Rosh Chodesh Elul begins at sundown Friday, Aug. 30. Our task this month is to become the highest version of ourselves. We begin our preparation as we delve into cheshbon hanefesh, an accounting of the soul.
Before we can transform, though, we must strip ourselves down to the core, acknowledging ways in which we’ve deviated from our paths. If we just concern ourselves with the new appearance without clearing the old, it would be like going to bed with makeup on and applying more over it in the morning without washing our faces, painting over chipped nail polish, or waxing a dirty car so that it looks shiny. That’s only temporary.
Elul is the time to get clear and deep clean our souls. Clean like before a mikvah. Halachah, Jewish law, stipulates that one must be scrupulously clean before immersing, as pristine and unadorned as when entering this earth. Beyond showering and hair washing, conditioner is thoroughly rinsed out, knots combed through, nail polish removed, teeth brushed and flossed. There are no deodorants, perfumes, soaps, jewelry, contact lenses, or anything that might act as a barrier between us and Hashem. What if we all, in the privacy of our own experience of Elul, allowed ourselves to be that pure, honest, naked and vulnerable in the presence of G-d?
We take stock of our actions from the past year. Where did we turn or split away from ourselves, our teachings, our learning, and from our Source of all there is? This process can be painful and uncomfortable, but it can also be freeing.
As we move toward Yom Kippur and atoning for our sins before G-d and each other, we need to clear our holy vessels of emotional toxicity that can burden our systems and create dis-ease. Dis-ease can develop into disease, if left untreated.
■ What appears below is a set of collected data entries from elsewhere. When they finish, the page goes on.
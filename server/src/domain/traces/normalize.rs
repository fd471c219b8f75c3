//! Span normalization
//!
//! `RawSpan` → `CanonicalAttributes`. Structural fields are copied, the
//! attribute bag runs through the adapter chain, the first `exception`
//! event becomes the exception record and links are copied as-is.

use serde_json::{Map, Value as JsonValue};

use super::adapters::{SpanAdapter, default_chain};
use super::features::SpanFeatures;
use crate::data::types::{CanonicalAttributes, ExceptionRecord, LinkRecord, RawEvent, RawSpan};
use crate::domain::semconv::{SemconvCodex, SemconvError, codex};

/// Reserved event name carrying error details.
pub const EXCEPTION_EVENT: &str = "exception";

const TYPE_FIELDS: &[&str] = &["exception.type", "type"];
const MESSAGE_FIELDS: &[&str] = &["exception.message", "message"];
const STACKTRACE_FIELDS: &[&str] = &["exception.stacktrace", "stacktrace"];

pub struct SpanNormalizer {
    adapters: Vec<Box<dyn SpanAdapter>>,
    version: &'static str,
}

impl SpanNormalizer {
    pub fn new(codex: &'static SemconvCodex) -> Self {
        let adapters = default_chain(codex);
        tracing::trace!(
            version = codex.version(),
            adapters = ?adapters.iter().map(|a| a.name()).collect::<Vec<_>>(),
            "Built adapter chain"
        );
        Self {
            adapters,
            version: codex.version(),
        }
    }

    /// Normalizer for a specific semconv table version.
    pub fn for_version(version: &str) -> Result<Self, SemconvError> {
        Ok(Self::new(codex(version)?))
    }

    pub fn version(&self) -> &'static str {
        self.version
    }

    pub fn normalize(&self, raw: &RawSpan) -> CanonicalAttributes {
        let mut features = SpanFeatures::new();
        for adapter in &self.adapters {
            adapter.process(raw, &mut features);
        }
        if features.dropped() > 0 {
            tracing::debug!(
                span_id = %raw.span_id,
                dropped = features.dropped(),
                "Normalized span with dropped attributes"
            );
        }
        let groups = features.finish();

        CanonicalAttributes {
            trace_id: raw.trace_id.clone(),
            span_id: raw.span_id.clone(),
            parent_id: raw.parent().map(str::to_string),
            span_kind: raw.span_kind,
            span_name: raw.span_name.clone(),
            start_time: raw.start_time,
            end_time: raw.end_time.unwrap_or(raw.start_time),
            status_code: raw.status_code,
            status_message: raw.status_message.clone(),
            types: groups.types,
            data: groups.data,
            metrics: groups.metrics,
            meta: groups.meta,
            refs: groups.refs,
            tags: groups.tags,
            exception: extract_exception(raw),
            links: raw
                .links
                .iter()
                .map(|link| LinkRecord {
                    trace_id: link.trace_id.clone(),
                    span_id: link.span_id.clone(),
                    attributes: link.attributes.clone(),
                })
                .collect(),
        }
    }

    pub fn normalize_batch(&self, raws: &[RawSpan]) -> Vec<CanonicalAttributes> {
        raws.iter().map(|raw| self.normalize(raw)).collect()
    }
}

fn extract_exception(raw: &RawSpan) -> Option<ExceptionRecord> {
    let mut exceptions = raw.events.iter().filter(|e| e.name == EXCEPTION_EVENT);
    let first = exceptions.next()?;
    let ignored = exceptions.count();
    if ignored > 0 {
        tracing::debug!(span_id = %raw.span_id, ignored, "Ignoring additional exception events");
    }
    Some(exception_record(first))
}

fn exception_record(event: &RawEvent) -> ExceptionRecord {
    let mut attributes: Map<String, JsonValue> = event.attributes.clone();
    ExceptionRecord {
        kind: take_field(&mut attributes, TYPE_FIELDS),
        message: take_field(&mut attributes, MESSAGE_FIELDS),
        stacktrace: take_field(&mut attributes, STACKTRACE_FIELDS),
        timestamp: event.timestamp,
        attributes,
    }
}

/// Remove every alias of a well-known field, returning the first present.
fn take_field(attributes: &mut Map<String, JsonValue>, aliases: &[&str]) -> Option<String> {
    let mut found = None;
    for alias in aliases {
        if let Some(value) = attributes.remove(*alias)
            && found.is_none()
        {
            found = Some(match value {
                JsonValue::String(s) => s,
                other => other.to_string(),
            });
        }
    }
    found
}

#[cfg(test)]
#[path = "normalize_tests.rs"]
mod tests;
use clap::{Parser, Subcommand};

use std::path::PathBuf;

use chrono_tz::Tz;

use super::constants::{
    APP_NAME, ENV_ANALYTICS_TIMEZONE, ENV_CONFIG, ENV_PRICING_FILE, ENV_PRICING_REFRESH_MINUTES,
    ENV_PRICING_URL, ENV_SEMCONV_VERSION,
};
use crate::domain::semconv::Vocabulary;

#[derive(Parser)]
#[command(name = APP_NAME)]
#[command(version, about = "Agent trace normalization and aggregation", long_about = None)]
pub struct Cli {
    #[command(subcommand)]
    pub command: Commands,

    /// Path to config file
    #[arg(long, short = 'c', global = true, env = ENV_CONFIG)]
    pub config: Option<PathBuf>,

    /// Model price list URL (LiteLLM format)
    #[arg(long, global = true, env = ENV_PRICING_URL)]
    pub pricing_url: Option<String>,

    /// Local model price file (LiteLLM format), used instead of the URL
    #[arg(long, global = true, env = ENV_PRICING_FILE)]
    pub pricing_file: Option<PathBuf>,

    /// Price table refresh interval in minutes (0 = before every batch)
    #[arg(long, global = true, env = ENV_PRICING_REFRESH_MINUTES)]
    pub pricing_refresh_minutes: Option<u64>,

    /// Semantic convention table version
    #[arg(long, global = true, env = ENV_SEMCONV_VERSION)]
    pub semconv_version: Option<String>,

    /// Default analytics timezone (IANA name)
    #[arg(long, global = true, env = ENV_ANALYTICS_TIMEZONE, value_parser = parse_timezone)]
    pub timezone: Option<Tz>,
}

/// Parse an IANA timezone name from CLI/env string
fn parse_timezone(s: &str) -> Result<Tz, String> {
    s.parse::<Tz>()
        .map_err(|_| format!("Invalid timezone '{}'. Expected an IANA name such as Europe/Berlin", s))
}

/// Parse a vendor vocabulary from CLI string
fn parse_vocabulary(s: &str) -> Result<Vocabulary, String> {
    s.parse::<Vocabulary>().map_err(|_| {
        let valid: Vec<&str> = Vocabulary::ALL.iter().map(|v| v.as_str()).collect();
        format!(
            "Invalid vocabulary '{}'. Valid options: {}",
            s,
            valid.join(", ")
        )
    })
}

#[derive(Subcommand, Clone, Debug)]
pub enum Commands {
    /// Normalize and aggregate a span batch, print spans and trace trees
    Ingest {
        /// JSON array of raw spans, or an OTLP protobuf request (.pb)
        file: PathBuf,
    },
    /// Ingest a span batch and run a query over it
    Query {
        /// JSON array of raw spans, or an OTLP protobuf request (.pb)
        #[arg(long)]
        spans: PathBuf,
        /// Query request JSON (filter, grouping, windowing)
        #[arg(long)]
        request: Option<PathBuf>,
    },
    /// Ingest a span batch and compute time-bucketed analytics
    Analytics {
        /// JSON array of raw spans, or an OTLP protobuf request (.pb)
        #[arg(long)]
        spans: PathBuf,
        /// Query request JSON (filter, windowing)
        #[arg(long)]
        request: Option<PathBuf>,
    },
    /// Show how vendor attribute keys translate into the canonical namespace
    Semconv {
        /// Vendor vocabulary (openllmetry, openinference, otel-genai)
        #[arg(long, value_parser = parse_vocabulary)]
        vocabulary: Vocabulary,
        /// Vendor attribute keys
        #[arg(required = true)]
        keys: Vec<String>,
    },
}

/// Configuration derived from CLI arguments
#[derive(Debug, Clone, Default)]
pub struct CliConfig {
    pub config: Option<PathBuf>,
    pub pricing_url: Option<String>,
    pub pricing_file: Option<PathBuf>,
    pub pricing_refresh_minutes: Option<u64>,
    pub semconv_version: Option<String>,
    pub timezone: Option<Tz>,
}

/// Parse CLI arguments and return config with command
pub fn parse() -> (CliConfig, Commands) {
    let cli = Cli::parse();
    let config = CliConfig {
        config: cli.config,
        pricing_url: cli.pricing_url,
        pricing_file: cli.pricing_file,
        pricing_refresh_minutes: cli.pricing_refresh_minutes,
        semconv_version: cli.semconv_version,
        timezone: cli.timezone,
    };
    (config, cli.command)
}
Fairly recently, I learned about forest bathing, and am set to begin offering forest bathing experiences. The forest is the perfect place in which to do the spiritual work of soul clearing. By way of explanation, forest bathing does not involve rolling around on the forest floor, nor is it standing in the forest in the rain with shampoo and a bar of soap. What it is, is an immersion in the sensory experiences of the forest. Grounding, or earthing, has gained popularity in the last decade or more, as a source of healing. Forest bathing, however, is the English translation of what is referred to as shinrin-yoku, in Japanese. The term was coined in 1982, by Tomohide Akiyama of the Japanese Ministry of Agriculture, Forestry, and Fisheries as a way to appreciate the value of the forest beyond logging. Research supports the healing benefits of unplugging from technology and returning to the woods.
Connection to Mother Nature began at the beginning of time, but re-connection now is more than a trendy antidote to the stressors of living in cities. To discharge and release stress is a vital component of healing. B.P. Tokin discovered in the 1930s that forest healing takes place, in part, because of the phytoncides, from the Greek, phyto, meaning plant, and cide, extermination. Plants emit substances, such as essential oils, that protect them from the harmful effects of the environment. It turns out that, as the plants are protected, so are we, as we share space with them.
To spend time in the presence of trees, hold a smooth stone, or listen to a babbling brook, is to encounter sacred, Divine energy. There is reverence upon entering the sanctuary of a forest. No gear or strenuous hiking is required. Just a willingness to be present and open to receiving and sharing, which is different for each person. There are “invitations,” as the sensory exercises are referred to, that foster a deep sense of peace and relationship to the elements of the woods.
It is believed that each forest bathing experience gives one exactly what is needed.
Meditation Focus: Choose a spot in nature and focus, first on movement, then color, sound, scent and textures. Forest bathe to realign with your neshama, your pure soul.